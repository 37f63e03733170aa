//! Factory reset of the progress data.

use std::sync::Arc;

use axum::{extract::State, routing::post, Json, Router};
use serde::Serialize;

use crate::error::ApiResult;
use crate::metrics;
use crate::state::AppState;

#[derive(Debug, Serialize)]
pub struct ResetResponse {
    pub success: bool,
    /// Safety backup taken before the tables were cleared.
    pub backup: Option<String>,
}

/// POST /api/reset - Back up the database, then delete all progress.
///
/// Settings and existing backups are left alone.
pub async fn reset_all(State(state): State<Arc<AppState>>) -> ApiResult<Json<ResetResponse>> {
    let settings = state.settings.load();
    let safety = state.db.reset_all_data(settings.max_backups).await?;
    metrics::record_backup("reset", &safety);

    let backup = safety.path().map(|p| p.display().to_string());
    if backup.is_none() {
        tracing::warn!("Reset completed without a safety backup");
    }
    Ok(Json(ResetResponse {
        success: true,
        backup,
    }))
}

/// Create the system routes router.
pub fn router() -> Router<Arc<AppState>> {
    Router::new().route("/reset", post(reset_all))
}
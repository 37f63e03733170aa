// crates/db/src/lib.rs
//! SQLite storage for logged workouts, plus backup files of the database.
//!
//! Every operation opens its own connection and closes it before returning.
//! The database file itself is guarded by a read/write lock: statements share
//! it, while anything that copies or replaces the file (backup, restore,
//! reset) takes it exclusively.

pub mod backup;
mod migrations;
mod queries;

pub use backup::{
    backup_file_name, has_sqlite_header, parse_backup_name, BackupFile, BackupInfo,
    BackupOutcome, BackupSet, BackupStore, CleanupReport, BACKUP_PREFIX,
};
pub use queries::{DashboardStats, DatabaseInfo};

use std::ops::{Deref, DerefMut};
use std::path::{Path, PathBuf};
use std::sync::Arc;
use std::time::Duration;

use peekaboo_core::paths::AppPaths;
use sqlx::sqlite::{SqliteConnectOptions, SqliteConnection, SqliteJournalMode};
use sqlx::{ConnectOptions, Connection};
use thiserror::Error;
use tokio::sync::{RwLock, RwLockReadGuard};
use tracing::{info, warn};

#[derive(Debug, Error)]
pub enum DbError {
    #[error("SQLite error: {0}")]
    Sqlx(#[from] sqlx::Error),

    #[error("IO error: {0}")]
    Io(#[from] std::io::Error),

    #[error("Not found: {0}")]
    NotFound(String),

    #[error("Validation failed: {0}")]
    Validation(String),
}

pub type DbResult<T> = Result<T, DbError>;

/// Handle to the primary database file and its backup directory.
#[derive(Debug, Clone)]
pub struct Database {
    db_path: PathBuf,
    backups: BackupStore,
    file_lock: Arc<RwLock<()>>,
}

/// An open connection holding the shared side of the file lock.
pub(crate) struct Conn<'a> {
    conn: SqliteConnection,
    _shared: RwLockReadGuard<'a, ()>,
}

impl Deref for Conn<'_> {
    type Target = SqliteConnection;

    fn deref(&self) -> &Self::Target {
        &self.conn
    }
}

impl DerefMut for Conn<'_> {
    fn deref_mut(&mut self) -> &mut Self::Target {
        &mut self.conn
    }
}

impl Conn<'_> {
    pub(crate) async fn close(self) -> DbResult<()> {
        self.conn.close().await?;
        Ok(())
    }
}

impl Database {
    /// Open (or create) the database at `db_path` and run migrations.
    ///
    /// If the file cannot be opened, the newest backup in `backup_dir` is
    /// restored over it and the open is retried once.
    pub async fn open(db_path: &Path, backup_dir: &Path) -> DbResult<Self> {
        if let Some(parent) = db_path.parent() {
            std::fs::create_dir_all(parent)?;
        }
        std::fs::create_dir_all(backup_dir)?;

        let db = Self {
            db_path: db_path.to_owned(),
            backups: BackupStore::new(backup_dir),
            file_lock: Arc::new(RwLock::new(())),
        };
        db.run_migrations().await?;

        info!(path = %db_path.display(), "Database opened");
        Ok(db)
    }

    /// Open the database laid out by `paths`.
    pub async fn open_paths(paths: &AppPaths) -> DbResult<Self> {
        Self::open(&paths.db_path, &paths.backup_dir).await
    }

    fn connect_options(&self) -> SqliteConnectOptions {
        SqliteConnectOptions::new()
            .filename(&self.db_path)
            .create_if_missing(true)
            .journal_mode(SqliteJournalMode::Delete)
            .busy_timeout(Duration::from_secs(30))
            .log_slow_statements(tracing::log::LevelFilter::Warn, Duration::from_secs(5))
    }

    /// Open a connection and confirm the file really is a database.
    ///
    /// Callers must hold the file lock.
    async fn try_open(&self) -> DbResult<SqliteConnection> {
        let mut conn = self.connect_options().connect().await?;
        // Reading the schema fails with SQLITE_NOTADB on a corrupt file.
        sqlx::query("SELECT COUNT(*) FROM sqlite_master")
            .fetch_one(&mut conn)
            .await?;
        Ok(conn)
    }

    /// Open a connection for one operation.
    ///
    /// On failure, restores the newest backup and retries once before
    /// surfacing the error.
    pub(crate) async fn connect(&self) -> DbResult<Conn<'_>> {
        {
            let shared = self.file_lock.read().await;
            match self.try_open().await {
                Ok(conn) => {
                    return Ok(Conn {
                        conn,
                        _shared: shared,
                    })
                }
                Err(e) => {
                    warn!(path = %self.db_path.display(), error = %e, "Database connection error, trying latest backup");
                }
            }
        }

        {
            let _exclusive = self.file_lock.write().await;
            self.restore_latest_blocking().await;
        }

        let shared = self.file_lock.read().await;
        let conn = self.try_open().await?;
        Ok(Conn {
            conn,
            _shared: shared,
        })
    }

    /// Run all inline migrations.
    ///
    /// Uses a `_migrations` table to track which migrations have already been
    /// applied. Restored files from older releases have no such table; every
    /// migration is idempotent, so they simply run again.
    pub(crate) async fn run_migrations(&self) -> DbResult<()> {
        let mut conn = self.connect().await?;

        sqlx::query("CREATE TABLE IF NOT EXISTS _migrations (version INTEGER PRIMARY KEY)")
            .execute(&mut *conn)
            .await?;

        let row: (i64,) = sqlx::query_as("SELECT COALESCE(MAX(version), 0) FROM _migrations")
            .fetch_one(&mut *conn)
            .await?;
        let current_version = row.0 as usize;

        for (i, migration) in migrations::MIGRATIONS.iter().enumerate() {
            let version = i + 1; // 1-based
            if version > current_version {
                sqlx::query(migration).execute(&mut *conn).await?;
                sqlx::query("INSERT INTO _migrations (version) VALUES (?)")
                    .bind(version as i64)
                    .execute(&mut *conn)
                    .await?;
            }
        }

        conn.close().await
    }

    /// Path of the primary database file.
    pub fn db_path(&self) -> &Path {
        &self.db_path
    }

    /// The backup directory this database rotates into.
    pub fn backups(&self) -> &BackupStore {
        &self.backups
    }

    /// Size of the primary file in bytes, 0 if it does not exist.
    pub fn file_size(&self) -> u64 {
        std::fs::metadata(&self.db_path).map(|m| m.len()).unwrap_or(0)
    }
}

#[cfg(test)]
mod tests {
    use super::*;

    async fn open_temp(tmp: &tempfile::TempDir) -> Database {
        Database::open(&tmp.path().join("peekaboo.db"), &tmp.path().join("backup"))
            .await
            .expect("should open database")
    }

    #[tokio::test]
    async fn test_open_creates_schema() {
        let tmp = tempfile::tempdir().unwrap();
        let db = open_temp(&tmp).await;

        let mut conn = db.connect().await.unwrap();
        let count: (i64,) = sqlx::query_as("SELECT COUNT(*) FROM progress")
            .fetch_one(&mut *conn)
            .await
            .expect("progress table should exist");
        assert_eq!(count.0, 0);

        let count: (i64,) = sqlx::query_as("SELECT COUNT(*) FROM sessions")
            .fetch_one(&mut *conn)
            .await
            .expect("sessions table should exist");
        assert_eq!(count.0, 0);
        conn.close().await.unwrap();

        assert!(db.db_path().exists(), "database file should be created on disk");
        assert!(db.backups().dir().is_dir());
    }

    #[tokio::test]
    async fn test_migrations_idempotent() {
        let tmp = tempfile::tempdir().unwrap();
        let db = open_temp(&tmp).await;

        db.run_migrations()
            .await
            .expect("second migration run should succeed");

        // Reopening the same file is also fine.
        let again = open_temp(&tmp).await;
        let mut conn = again.connect().await.unwrap();
        let versions: (i64,) = sqlx::query_as("SELECT COUNT(*) FROM _migrations")
            .fetch_one(&mut *conn)
            .await
            .unwrap();
        assert_eq!(versions.0 as usize, migrations::MIGRATIONS.len());
    }

    #[tokio::test]
    async fn test_file_size_reports_bytes() {
        let tmp = tempfile::tempdir().unwrap();
        let db = open_temp(&tmp).await;
        assert!(db.file_size() > 0);
    }

    #[tokio::test]
    async fn test_open_fails_when_corrupt_and_no_backup() {
        let tmp = tempfile::tempdir().unwrap();
        let path = tmp.path().join("peekaboo.db");
        std::fs::write(&path, b"definitely not a sqlite database, just text".repeat(64)).unwrap();

        let result = Database::open(&path, &tmp.path().join("backup")).await;
        assert!(matches!(result, Err(DbError::Sqlx(_))), "got {result:?}");
    }
}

Problem details
In the listing above, find the line with "are left alone." and the line with "use std::time::Duration;", then print exactly those lines and every line between them.

Result
/// Settings and existing backups are left alone.
pub async fn reset_all(State(state): State<Arc<AppState>>) -> ApiResult<Json<ResetResponse>> {
    let settings = state.settings.load();
    let safety = state.db.reset_all_data(settings.max_backups).await?;
    metrics::record_backup("reset", &safety);

    let backup = safety.path().map(|p| p.display().to_string());
    if backup.is_none() {
        tracing::warn!("Reset completed without a safety backup");
    }
    Ok(Json(ResetResponse {
        success: true,
        backup,
    }))
}

/// Create the system routes router.
pub fn router() -> Router<Arc<AppState>> {
    Router::new().route("/reset", post(reset_all))
}
repository 37f63e03733170aa
// crates/db/src/lib.rs
//! SQLite storage for logged workouts, plus backup files of the database.
//!
//! Every operation opens its own connection and closes it before returning.
//! The database file itself is guarded by a read/write lock: statements share
//! it, while anything that copies or replaces the file (backup, restore,
//! reset) takes it exclusively.

pub mod backup;
mod migrations;
mod queries;

pub use backup::{
    backup_file_name, has_sqlite_header, parse_backup_name, BackupFile, BackupInfo,
    BackupOutcome, BackupSet, BackupStore, CleanupReport, BACKUP_PREFIX,
};
pub use queries::{DashboardStats, DatabaseInfo};

use std::ops::{Deref, DerefMut};
use std::path::{Path, PathBuf};
use std::sync::Arc;
use std::time::Duration;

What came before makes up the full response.